Es cierto que se incrementaron las consultas de familias que observan que los niños se angustian fácilmente o lloran mucho, se enojan o hacen más berrinches que antes, están irritables, su estado de ánimo o sentimientos cambian de repente; algunos incluso manifiestan cambios o trastornos en la alimentación o el sueño. En el caso de los adolescentes se expresan asimismo altibajos emocionales: enojo, irritabilidad, mayor sensibilidad y reactividad; o desgano, resignación, angustia, sentimientos de tristeza y soledad.
Pero… ¿qué nos quieren decir esos niños, niñas y adolescentes? ¿No son acaso estos, modos de manifestar sufrimientos, padecimientos, dolores? ¿Diferentes formas de reaccionar frente a lo atípico de lo vivido, frente a lo inédito de lo experimentado?
Los niños, niñas y adolescentes poseen sin dudas flexibilidad, adaptabilidad, resiliencia. La mayoría de ellos desplegaron durante la pandemia una gran capacidad lúdica y creativa, encontrando formas de expresión y de comunicación que les permitieron elaborar y simbolizar lo incierto y potencialmente traumático, como formas de protección de la salud mental. Para los adolescentes, la recuperación de los encuentros presenciales con pares, la escuela y los espacios de participación como talleres (teatro, música, arte) o deportes, han permitido el restablecimiento de lazos sociales, reconquistar la intimidad y la autonomía.
Entonces no se trata de hacer generalizaciones ni de colocar etiquetas, se trata de detectar eso singular que les pasa y cómo les pasa, y de desplegar los espacios de escucha, alojamiento y cuidado.
Tampoco se trata de ser ingenuos y negar la existencia de vulnerabilidades particulares como las que abundan por la desigualdad y falta de equidad reinante en nuestra sociedad para las infancias y adolescencias. Pero no todas estas manifestaciones necesariamente deben encasillarse en una categoría psicopatológica o trastorno de salud mental.
La posibilidad de detectar y abordar las problemáticas de niños, niñas y adolescentes exige profesionales capacitados en el tema y conscientes del contexto sociocultural, las pautas de crianza y las características del desarrollo. Profesionales dispuestos a asegurar el porvenir de las subjetividades, prontos a alojar al otro como sujeto, a defender la escucha como modelo y a proponer prácticas y modos de intervención que no objetalicen el padecimiento humano, sino que garanticen los derechos de las infancias y adolescencias, y promuevan su participación y expresión.

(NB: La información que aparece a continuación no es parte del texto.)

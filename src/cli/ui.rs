use comfy_table::modifiers::UTF8_ROUND_CORNERS;
use comfy_table::presets::UTF8_FULL;
use comfy_table::{Attribute, Cell, CellAlignment, Color, ContentArrangement, Table};
use console::style;

use crate::core::Money;

/// Defines different styles for text elements.
pub enum StyleType {
    Title,
    TotalLabel,
    TotalValue,
    Error,
    Subtle,
}

/// Applies a consistent style to a string.
pub fn style_text(text: &str, style_type: StyleType) -> String {
    let styled = match style_type {
        StyleType::Title => style(text).bold().underlined(),
        StyleType::TotalLabel => style(text).bold(),
        StyleType::TotalValue => style(text).green().bold(),
        StyleType::Error => style(text).red(),
        StyleType::Subtle => style(text).dim(),
    };
    styled.to_string()
}

/// Creates a new `comfy_table::Table` with standard styling.
pub fn new_styled_table() -> Table {
    let mut table = Table::new();
    table
        .load_preset(UTF8_FULL)
        .apply_modifier(UTF8_ROUND_CORNERS)
        .set_content_arrangement(ContentArrangement::Dynamic);
    table
}

/// Creates a styled header cell for a table.
pub fn header_cell(text: &str) -> Cell {
    Cell::new(text)
        .fg(Color::Cyan)
        .add_attribute(Attribute::Bold)
}

/// Right-aligned amount, red when negative.
pub fn money_cell(money: &Money) -> Cell {
    let cell = Cell::new(money.format("{0} {3}")).set_alignment(CellAlignment::Right);
    if money.is_negative() {
        cell.fg(Color::Red)
    } else {
        cell
    }
}

/// Bold green amount for total rows.
pub fn total_cell(money: &Money) -> Cell {
    Cell::new(money.format("{0} {3}"))
        .add_attribute(Attribute::Bold)
        .fg(Color::Green)
        .set_alignment(CellAlignment::Right)
}

/// Right-aligned plain text cell.
pub fn number_cell(text: impl ToString) -> Cell {
    Cell::new(text).set_alignment(CellAlignment::Right)
}
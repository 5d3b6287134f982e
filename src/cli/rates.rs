use super::ui::{self, StyleType};
use crate::core::{Currency, FactorProvider, LiveFactorProvider};
use crate::settings::MoneySettings;
use anyhow::Result;
use comfy_table::{Cell, Table};

/// One row per priced currency: its factor and its value in `base`.
pub fn rates_table(provider: &LiveFactorProvider, base: Currency) -> Table {
    let mut table = ui::new_styled_table();
    table.set_header(vec![
        ui::header_cell("Currency"),
        ui::header_cell("Name"),
        ui::header_cell(&format!("{} factor", Currency::PIVOT)),
        ui::header_cell(&format!("1 unit in {base}")),
    ]);

    for (currency, factor) in provider.snapshot().iter() {
        let descriptor = currency.descriptor();
        table.add_row(vec![
            Cell::new(format!("{} {}", descriptor.iso_code, currency.symbol())),
            Cell::new(descriptor.english_name),
            ui::number_cell(factor.normalize()),
            ui::number_cell(provider.get_factor(currency, base).round_dp(6).normalize()),
        ]);
    }
    table
}

pub fn run(settings: &MoneySettings) -> Result<()> {
    let provider = settings.provider();
    println!(
        "{}",
        ui::style_text("Conversion factors", StyleType::Title)
    );
    println!("{}", rates_table(provider, settings.default_currency()));

    let updated = provider.last_updated().map_or_else(
        || "never loaded, identity factors in use".to_string(),
        |at| format!("updated {}", at.format("%Y-%m-%d %H:%M:%S UTC")),
    );
    println!("{}", ui::style_text(&updated, StyleType::Subtle));
    Ok(())
}
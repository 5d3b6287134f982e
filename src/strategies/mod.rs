//! Update strategies decide when factor tables are refreshed.

pub mod file_watch;
pub mod one_shot;
pub mod scheduled;
pub mod watcher;

use async_trait::async_trait;
use std::sync::Arc;
use tokio::sync::broadcast;

use crate::core::{FxResult, LiveFactorProvider, StrategyEvent};

pub use file_watch::FileWatchStrategy;
pub use one_shot::OneShotStrategy;
pub use scheduled::{Backoff, ScheduledStrategy};

/// Owns a provider and the source feeding it.
#[async_trait]
pub trait UpdateStrategy: Send + Sync {
    /// Returns the provider, loading it the first time.
    ///
    /// A failed first load still yields a provider (holding the identity table)
    /// and is reported as a load-error event.
    async fn create_and_init_provider(&self) -> FxResult<Arc<LiveFactorProvider>>;

    /// Refreshes outside the regular schedule.
    async fn force_update(&self) -> FxResult<()>;

    /// Stops all refresh activity and releases the source. Idempotent.
    fn dispose(&self);

    /// Events for every refresh attempt from now on.
    fn subscribe(&self) -> broadcast::Receiver<StrategyEvent>;
}

/// Fans strategy events out to every subscriber.
#[derive(Debug, Clone)]
pub(crate) struct EventBus {
    sender: broadcast::Sender<StrategyEvent>,
}

impl EventBus {
    pub(crate) fn new() -> Self {
        let (sender, _receiver) = broadcast::channel(64);
        Self { sender }
    }

    pub(crate) fn subscribe(&self) -> broadcast::Receiver<StrategyEvent> {
        self.sender.subscribe()
    }

    pub(crate) fn publish(&self, event: StrategyEvent) {
        // Lagging or absent listeners never block a refresh.
        let _ = self.sender.send(event);
    }
}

Asimismo, es indudable que los recursos psicológicos y la contención social deben formar parte de las políticas públicas de Estado, fortaleciendo una red de atención que permita la detección temprana de los padecimientos y el inicio adecuado de los tratamientos que se requieran.
Estas y otras ideas se discutirán en el VIII Congreso Internacional de Psicología los días 5, 6 y 7 de octubre, en la Facultad de Psicología de la UNT.